> [Prompt]
Look for the word "SignalDetection" in the entries and copy each line where it appears.

•••

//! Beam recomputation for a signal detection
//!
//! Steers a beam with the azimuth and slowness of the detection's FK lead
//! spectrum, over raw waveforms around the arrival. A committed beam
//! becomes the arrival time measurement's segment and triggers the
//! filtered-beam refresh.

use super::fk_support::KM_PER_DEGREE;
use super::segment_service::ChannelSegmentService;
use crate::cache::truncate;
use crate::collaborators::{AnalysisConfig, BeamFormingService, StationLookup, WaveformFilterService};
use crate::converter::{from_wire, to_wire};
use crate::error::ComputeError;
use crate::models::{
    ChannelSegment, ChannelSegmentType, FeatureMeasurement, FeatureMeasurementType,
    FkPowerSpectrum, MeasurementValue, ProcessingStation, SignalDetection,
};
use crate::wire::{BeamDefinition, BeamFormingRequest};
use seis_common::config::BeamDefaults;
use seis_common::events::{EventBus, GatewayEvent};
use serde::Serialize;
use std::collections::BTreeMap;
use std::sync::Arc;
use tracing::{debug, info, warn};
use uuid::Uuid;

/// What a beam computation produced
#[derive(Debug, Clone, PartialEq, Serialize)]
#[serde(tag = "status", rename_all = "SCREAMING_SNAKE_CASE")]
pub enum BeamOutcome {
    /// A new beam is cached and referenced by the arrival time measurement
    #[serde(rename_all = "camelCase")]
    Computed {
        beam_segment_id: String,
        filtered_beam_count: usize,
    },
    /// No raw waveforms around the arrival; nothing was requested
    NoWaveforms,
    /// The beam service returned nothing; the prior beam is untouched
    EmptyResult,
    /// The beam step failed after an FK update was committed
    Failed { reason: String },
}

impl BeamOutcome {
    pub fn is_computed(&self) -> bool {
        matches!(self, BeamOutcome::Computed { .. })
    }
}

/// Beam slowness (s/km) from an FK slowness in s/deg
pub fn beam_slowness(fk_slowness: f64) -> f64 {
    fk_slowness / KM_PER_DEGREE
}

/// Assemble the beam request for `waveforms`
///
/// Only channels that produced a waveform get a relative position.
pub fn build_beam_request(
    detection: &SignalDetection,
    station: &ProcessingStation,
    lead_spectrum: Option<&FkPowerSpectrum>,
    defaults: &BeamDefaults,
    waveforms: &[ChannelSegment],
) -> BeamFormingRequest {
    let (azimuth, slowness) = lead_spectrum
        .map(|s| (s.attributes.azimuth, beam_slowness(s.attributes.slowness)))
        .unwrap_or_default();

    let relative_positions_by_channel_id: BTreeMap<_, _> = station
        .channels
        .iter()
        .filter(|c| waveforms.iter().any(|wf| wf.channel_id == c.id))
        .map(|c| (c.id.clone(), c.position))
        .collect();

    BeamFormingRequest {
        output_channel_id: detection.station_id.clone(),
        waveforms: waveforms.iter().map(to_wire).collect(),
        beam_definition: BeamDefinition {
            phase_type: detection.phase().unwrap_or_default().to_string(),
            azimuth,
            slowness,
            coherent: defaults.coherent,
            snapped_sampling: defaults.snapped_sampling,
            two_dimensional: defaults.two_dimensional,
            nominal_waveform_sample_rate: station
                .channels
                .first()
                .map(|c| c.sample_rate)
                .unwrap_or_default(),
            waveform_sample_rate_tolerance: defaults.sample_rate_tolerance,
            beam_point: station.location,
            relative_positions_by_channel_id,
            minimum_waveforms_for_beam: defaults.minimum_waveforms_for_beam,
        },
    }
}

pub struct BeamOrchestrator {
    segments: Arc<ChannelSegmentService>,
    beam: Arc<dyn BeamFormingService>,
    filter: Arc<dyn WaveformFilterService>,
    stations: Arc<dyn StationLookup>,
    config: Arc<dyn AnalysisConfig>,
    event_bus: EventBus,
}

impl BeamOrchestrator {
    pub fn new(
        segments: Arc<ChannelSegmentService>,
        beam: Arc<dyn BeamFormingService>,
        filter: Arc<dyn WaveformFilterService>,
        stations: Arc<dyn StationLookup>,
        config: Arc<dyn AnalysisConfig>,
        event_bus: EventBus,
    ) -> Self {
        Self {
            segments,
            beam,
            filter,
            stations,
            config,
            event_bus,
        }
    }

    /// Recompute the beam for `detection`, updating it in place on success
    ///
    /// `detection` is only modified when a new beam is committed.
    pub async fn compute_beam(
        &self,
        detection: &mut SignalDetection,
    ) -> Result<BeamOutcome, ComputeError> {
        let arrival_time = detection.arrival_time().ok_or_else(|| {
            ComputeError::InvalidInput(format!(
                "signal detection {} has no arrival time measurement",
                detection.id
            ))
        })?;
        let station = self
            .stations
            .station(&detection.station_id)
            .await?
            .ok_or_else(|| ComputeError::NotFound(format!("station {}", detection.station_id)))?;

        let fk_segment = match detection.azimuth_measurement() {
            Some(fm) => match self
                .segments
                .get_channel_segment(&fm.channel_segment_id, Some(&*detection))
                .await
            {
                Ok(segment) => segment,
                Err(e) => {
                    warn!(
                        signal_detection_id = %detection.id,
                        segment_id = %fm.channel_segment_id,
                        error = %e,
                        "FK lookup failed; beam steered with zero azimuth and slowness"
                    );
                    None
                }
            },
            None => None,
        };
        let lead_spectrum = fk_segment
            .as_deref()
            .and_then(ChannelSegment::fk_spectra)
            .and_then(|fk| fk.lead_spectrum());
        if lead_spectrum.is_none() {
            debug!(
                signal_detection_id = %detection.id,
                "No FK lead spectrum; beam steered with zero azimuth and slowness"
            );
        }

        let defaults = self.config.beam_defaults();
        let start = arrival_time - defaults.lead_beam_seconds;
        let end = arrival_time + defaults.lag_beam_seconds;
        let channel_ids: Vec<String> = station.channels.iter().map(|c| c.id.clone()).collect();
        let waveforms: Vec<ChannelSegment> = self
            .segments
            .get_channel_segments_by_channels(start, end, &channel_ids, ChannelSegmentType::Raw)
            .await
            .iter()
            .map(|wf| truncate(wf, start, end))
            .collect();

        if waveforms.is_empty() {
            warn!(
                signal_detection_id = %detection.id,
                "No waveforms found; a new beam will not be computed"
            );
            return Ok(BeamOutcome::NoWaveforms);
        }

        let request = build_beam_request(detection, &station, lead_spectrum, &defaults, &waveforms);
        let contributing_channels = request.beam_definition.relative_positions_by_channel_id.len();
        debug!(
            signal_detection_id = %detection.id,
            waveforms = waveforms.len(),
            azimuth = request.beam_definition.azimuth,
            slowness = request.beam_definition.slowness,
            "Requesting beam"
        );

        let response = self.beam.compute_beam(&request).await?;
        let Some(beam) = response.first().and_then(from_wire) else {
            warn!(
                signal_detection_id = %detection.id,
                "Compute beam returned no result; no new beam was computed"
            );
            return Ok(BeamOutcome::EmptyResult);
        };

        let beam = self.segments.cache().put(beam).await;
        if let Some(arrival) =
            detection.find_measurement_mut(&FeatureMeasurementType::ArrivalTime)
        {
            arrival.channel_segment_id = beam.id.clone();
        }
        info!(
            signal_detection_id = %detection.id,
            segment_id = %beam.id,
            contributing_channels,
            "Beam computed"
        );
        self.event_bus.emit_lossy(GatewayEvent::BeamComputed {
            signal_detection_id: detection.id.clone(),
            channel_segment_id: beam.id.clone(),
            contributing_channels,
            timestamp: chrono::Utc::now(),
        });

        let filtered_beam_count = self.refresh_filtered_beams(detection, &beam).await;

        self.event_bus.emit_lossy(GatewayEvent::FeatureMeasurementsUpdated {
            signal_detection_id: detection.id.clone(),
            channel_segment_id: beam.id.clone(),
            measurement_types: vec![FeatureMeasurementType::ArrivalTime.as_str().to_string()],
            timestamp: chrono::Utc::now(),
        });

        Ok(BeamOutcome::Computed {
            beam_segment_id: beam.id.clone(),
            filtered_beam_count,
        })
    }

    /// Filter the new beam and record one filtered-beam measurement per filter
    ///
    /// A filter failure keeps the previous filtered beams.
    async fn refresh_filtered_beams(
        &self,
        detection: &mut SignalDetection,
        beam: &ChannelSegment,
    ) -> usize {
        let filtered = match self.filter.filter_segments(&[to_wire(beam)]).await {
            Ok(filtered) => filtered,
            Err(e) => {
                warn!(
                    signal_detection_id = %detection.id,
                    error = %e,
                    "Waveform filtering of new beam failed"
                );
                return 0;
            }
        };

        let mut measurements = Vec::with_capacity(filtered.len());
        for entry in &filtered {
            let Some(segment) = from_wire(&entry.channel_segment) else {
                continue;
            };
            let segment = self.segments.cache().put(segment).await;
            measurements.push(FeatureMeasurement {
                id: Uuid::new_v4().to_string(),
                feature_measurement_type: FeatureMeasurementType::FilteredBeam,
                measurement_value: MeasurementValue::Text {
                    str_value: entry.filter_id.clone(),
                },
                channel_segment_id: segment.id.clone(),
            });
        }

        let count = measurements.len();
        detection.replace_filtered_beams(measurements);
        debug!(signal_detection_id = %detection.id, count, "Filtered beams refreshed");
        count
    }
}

•••

> [Exercise answer]
    FkPowerSpectrum, MeasurementValue, ProcessingStation, SignalDetection,
    detection: &SignalDetection,
        detection: &mut SignalDetection,
        detection: &mut SignalDetection,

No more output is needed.